В этих малоземельных селениях заведено большею частию, что молодой парень должен заработать наперед известную сумму на отца и семейство свое, потом уже, уплатив года три-четыре подушное за отца или деда и за малых братьев, идет он работать год или два на себя и женится. Тут не найдете вы мужика-домоседа, мужика, который не видал бы свету; только разве в больших семействах, пятериках, семериках, один постоянно остается дома. Может быть, это обстоятельство объясняет сильную наклонность, всегдашнюю готовность крестьян наших к переселению; едва ли проходит спокойно два-три года сряду, чтобы какой-нибудь пустой, нелепый слух, бестолковая молва, бессмысленная сказка приплетенная самым диким образом, ни к селу ни к городу, к новому узаконению или постановлению, - чтобы, говорю, какая-нибудь дико-образная сказка не подняла вдруг целые селения на ноги - бог весть куда, в какой-то баснословный край, где нет ни подушного, ни рекрутства. Тамбовские, воронежские, орловские, пензенские, калужские и других губерний переселенцы наводняют целыми ордами восточные пределы государства, кочуют, как цыгане, по нескольку лет сряду, то не получая отводу новых земель, то не соглашаясь селиться там, где указывают, то избирая по произволу чужие частные или войсковые земли, поселяясь на них силою и возвращаясь по нескольку раз опять на то же место, с которого сводят их посредством исправника или даже воинской команды.
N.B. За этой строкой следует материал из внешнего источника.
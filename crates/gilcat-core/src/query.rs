//! Filtering and ordering over collections of [`CatModel`]s.

use std::cmp::Ordering;

use chrono::{DateTime, Utc};
use serde::{Deserialize, Serialize};

use crate::{cat::Gender, geo::GeoPoint, model::CatModel};

// ─── Filters ─────────────────────────────────────────────────────────────────

/// Inclusive bounds on a cat's `last_seen` timestamp.
#[derive(Debug, Clone, Copy, PartialEq, Serialize, Deserialize)]
pub struct DateRange {
  pub from: DateTime<Utc>,
  pub to:   DateTime<Utc>,
}

impl DateRange {
  pub fn contains(&self, at: DateTime<Utc>) -> bool {
    self.from <= at && at <= self.to
  }
}

/// Query object for browsing the guide. Never persisted. Unset fields are
/// wildcards; set fields combine with AND.
#[derive(Debug, Clone, Default, PartialEq, Serialize, Deserialize)]
pub struct SearchFilters {
  /// Case-insensitive substring over the cat's location text.
  pub location:        Option<String>,
  pub gender:          Option<Gender>,
  pub is_neutered:     Option<bool>,
  /// A cat matches when *any* of these appears in *any* of its
  /// characteristics (case-insensitive substring).
  #[serde(default)]
  pub characteristics: Vec<String>,
  pub date_range:      Option<DateRange>,
}

impl SearchFilters {
  /// True when every field is a wildcard.
  pub fn is_empty(&self) -> bool {
    self.location.is_none()
      && self.gender.is_none()
      && self.is_neutered.is_none()
      && self.characteristics.is_empty()
      && self.date_range.is_none()
  }
}

// ─── Ordering ────────────────────────────────────────────────────────────────

#[derive(Debug, Clone, Copy, PartialEq, Eq, Serialize, Deserialize)]
#[serde(rename_all = "snake_case")]
pub enum SortKey {
  /// Unicode code-point order over the cat's name. No locale tailoring.
  Name,
  LastSeen,
  Likes,
  Activity,
  /// Distance from [`SortContext::reference`]. With no reference point
  /// every comparison degrades to `Equal` and the input order is kept —
  /// an inherited quirk, preserved on purpose rather than made an error.
  Distance,
}

impl std::str::FromStr for SortKey {
  type Err = crate::Error;

  fn from_str(s: &str) -> crate::Result<Self> {
    match s.to_ascii_lowercase().as_str() {
      "name" => Ok(Self::Name),
      "last_seen" | "lastseen" => Ok(Self::LastSeen),
      "likes" => Ok(Self::Likes),
      "activity" => Ok(Self::Activity),
      "distance" => Ok(Self::Distance),
      other => Err(crate::Error::UnknownSortKey(other.to_string())),
    }
  }
}

#[derive(
  Debug, Clone, Copy, PartialEq, Eq, Default, Serialize, Deserialize,
)]
#[serde(rename_all = "lowercase")]
pub enum SortOrder {
  #[default]
  Asc,
  Desc,
}

/// Ambient inputs some sort keys need: the reference point for
/// [`SortKey::Distance`] and the ranking instant for [`SortKey::Activity`].
#[derive(Debug, Clone, Copy)]
pub struct SortContext {
  pub reference: Option<GeoPoint>,
  pub as_of:     DateTime<Utc>,
}

impl SortContext {
  pub fn now() -> Self {
    Self { reference: None, as_of: Utc::now() }
  }

  pub fn with_reference(mut self, reference: GeoPoint) -> Self {
    self.reference = Some(reference);
    self
  }
}

/// Stable in-place sort; `Desc` flips the comparator.
pub fn sort_cats(
  cats: &mut [CatModel],
  key: SortKey,
  order: SortOrder,
  ctx: &SortContext,
) {
  cats.sort_by(|a, b| {
    let ordering = compare(a, b, key, ctx);
    match order {
      SortOrder::Asc => ordering,
      SortOrder::Desc => ordering.reverse(),
    }
  });
}

fn compare(a: &CatModel, b: &CatModel, key: SortKey, ctx: &SortContext) -> Ordering {
  match key {
    SortKey::Name => a.record().name.cmp(&b.record().name),
    SortKey::LastSeen => a.record().last_seen.cmp(&b.record().last_seen),
    SortKey::Likes => a.record().likes.cmp(&b.record().likes),
    SortKey::Activity => {
      a.activity_score(ctx.as_of).cmp(&b.activity_score(ctx.as_of))
    }
    SortKey::Distance => match ctx.reference {
      Some(point) => a.distance_from(point).total_cmp(&b.distance_from(point)),
      None => Ordering::Equal,
    },
  }
}

/// The subset of `cats` matching `filters`, in input order. The empty
/// filter is the identity.
pub fn filter_cats(cats: &[CatModel], filters: &SearchFilters) -> Vec<CatModel> {
  cats.iter().filter(|c| c.matches(filters)).cloned().collect()
}

#[cfg(test)]
mod tests {
  use chrono::TimeZone;

  use super::*;
  use crate::cat::{Cat, Reporter};

  fn cat(id: &str, name: &str, likes: u32, lat: f64, lng: f64) -> CatModel {
    CatModel::new(Cat {
      id:              id.into(),
      name:            name.into(),
      description:     String::new(),
      location:        "Seoul".into(),
      characteristics: vec!["tabby".into()],
      estimated_age:   String::new(),
      gender:          Gender::Unknown,
      image:           None,
      lat,
      lng,
      likes,
      comments:        0,
      report_count:    0,
      is_liked:        false,
      is_neutered:     false,
      last_seen:       Utc.with_ymd_and_hms(2026, 8, 1, 9, 0, 0).unwrap(),
      reported_by:     Reporter { name: "t".into(), avatar: None },
    })
  }

  fn ids(cats: &[CatModel]) -> Vec<&str> {
    cats.iter().map(|c| c.record().id.as_str()).collect()
  }

  #[test]
  fn empty_filter_is_identity() {
    let cats = vec![
      cat("a", "나비", 1, 37.0, 127.0),
      cat("b", "치즈", 2, 37.0, 127.0),
    ];
    let filtered = filter_cats(&cats, &SearchFilters::default());
    assert_eq!(ids(&filtered), ids(&cats));
  }

  #[test]
  fn filter_keeps_input_order() {
    let cats = vec![
      cat("a", "A", 1, 37.0, 127.0),
      cat("b", "B", 2, 37.0, 127.0),
      cat("c", "C", 3, 37.0, 127.0),
    ];
    let filters = SearchFilters {
      characteristics: vec!["tab".into()],
      ..SearchFilters::default()
    };
    assert_eq!(ids(&filter_cats(&cats, &filters)), vec!["a", "b", "c"]);
  }

  #[test]
  fn name_sort_handles_hangul() {
    let mut cats = vec![
      cat("b", "치즈", 0, 37.0, 127.0),
      cat("a", "나비", 0, 37.0, 127.0),
    ];
    let ctx = SortContext::now();
    sort_cats(&mut cats, SortKey::Name, SortOrder::Asc, &ctx);
    assert_eq!(ids(&cats), vec!["a", "b"]);

    sort_cats(&mut cats, SortKey::Name, SortOrder::Desc, &ctx);
    assert_eq!(ids(&cats), vec!["b", "a"]);
  }

  #[test]
  fn sort_is_stable() {
    // Equal keys keep their relative order.
    let mut cats = vec![
      cat("a", "same", 5, 37.0, 127.0),
      cat("b", "same", 5, 37.0, 127.0),
      cat("c", "same", 5, 37.0, 127.0),
    ];
    let ctx = SortContext::now();
    sort_cats(&mut cats, SortKey::Likes, SortOrder::Asc, &ctx);
    assert_eq!(ids(&cats), vec!["a", "b", "c"]);

    // Sorting an already-sorted list again is the identity.
    sort_cats(&mut cats, SortKey::Likes, SortOrder::Asc, &ctx);
    assert_eq!(ids(&cats), vec!["a", "b", "c"]);
  }

  #[test]
  fn likes_sort_descending() {
    let mut cats = vec![
      cat("a", "A", 1, 37.0, 127.0),
      cat("b", "B", 9, 37.0, 127.0),
      cat("c", "C", 4, 37.0, 127.0),
    ];
    sort_cats(&mut cats, SortKey::Likes, SortOrder::Desc, &SortContext::now());
    assert_eq!(ids(&cats), vec!["b", "c", "a"]);
  }

  #[test]
  fn distance_sort_orders_by_proximity_to_reference() {
    let mut cats = vec![
      cat("far", "F", 0, 35.1796, 129.0756),  // Busan
      cat("near", "N", 0, 37.5651, 126.9895), // Myeongdong
    ];
    let reference = GeoPoint::new(37.5665, 126.9780); // Seoul City Hall
    let ctx = SortContext::now().with_reference(reference);
    sort_cats(&mut cats, SortKey::Distance, SortOrder::Asc, &ctx);
    assert_eq!(ids(&cats), vec!["near", "far"]);
  }

  #[test]
  fn distance_sort_without_reference_keeps_input_order() {
    let mut cats = vec![
      cat("far", "F", 0, 35.1796, 129.0756),
      cat("near", "N", 0, 37.5651, 126.9895),
    ];
    sort_cats(&mut cats, SortKey::Distance, SortOrder::Asc, &SortContext::now());
    assert_eq!(ids(&cats), vec!["far", "near"]);
  }

  #[test]
  fn sort_key_parses_from_str() {
    assert_eq!("likes".parse::<SortKey>().unwrap(), SortKey::Likes);
    assert_eq!("last_seen".parse::<SortKey>().unwrap(), SortKey::LastSeen);
    assert_eq!("Distance".parse::<SortKey>().unwrap(), SortKey::Distance);
    assert!("size".parse::<SortKey>().is_err());
  }

  #[test]
  fn filters_emptiness() {
    assert!(SearchFilters::default().is_empty());
    assert!(
      !SearchFilters { gender: Some(Gender::Male), ..SearchFilters::default() }
        .is_empty()
    );
  }
}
Господские крестьяне уходят до Астрахани, нанимаются там в бурлаки, в музуры, в тюленщики, в рыбаки, ходят в море, пропадают несколько лет без вести, не заботясь о давно просроченных паспортах, и нередко попадают в плен и рабство к адайцам или туркменам - рабство, коему правительство наше наконец ныне положило предел.

ПЕТЕРБУРГСКИЙ ДВОРНИК

[*]

На дворе погода какая-то средняя, то есть люди заезжие полагают, что она дурна; коренные жители находят, что она довольно сносна, и надеются, что к вечеру еще проведрится, а каретные извозчики ею вполне довольны: езды в крытых экипажах больше.

Один дворник метет плитняк, другой, насупротив, на общую пользу салопов и шинелей пешеходов, лакирует чугунные надолбы постным маслом с сажей.

- Никак, Иван, у тебя масло-то неваренное? - сказал тот, что с метлой.

- А что?

- Да так, что-то не слыхать его через улицу; а то, бывало, таки переносит от тебя к нам.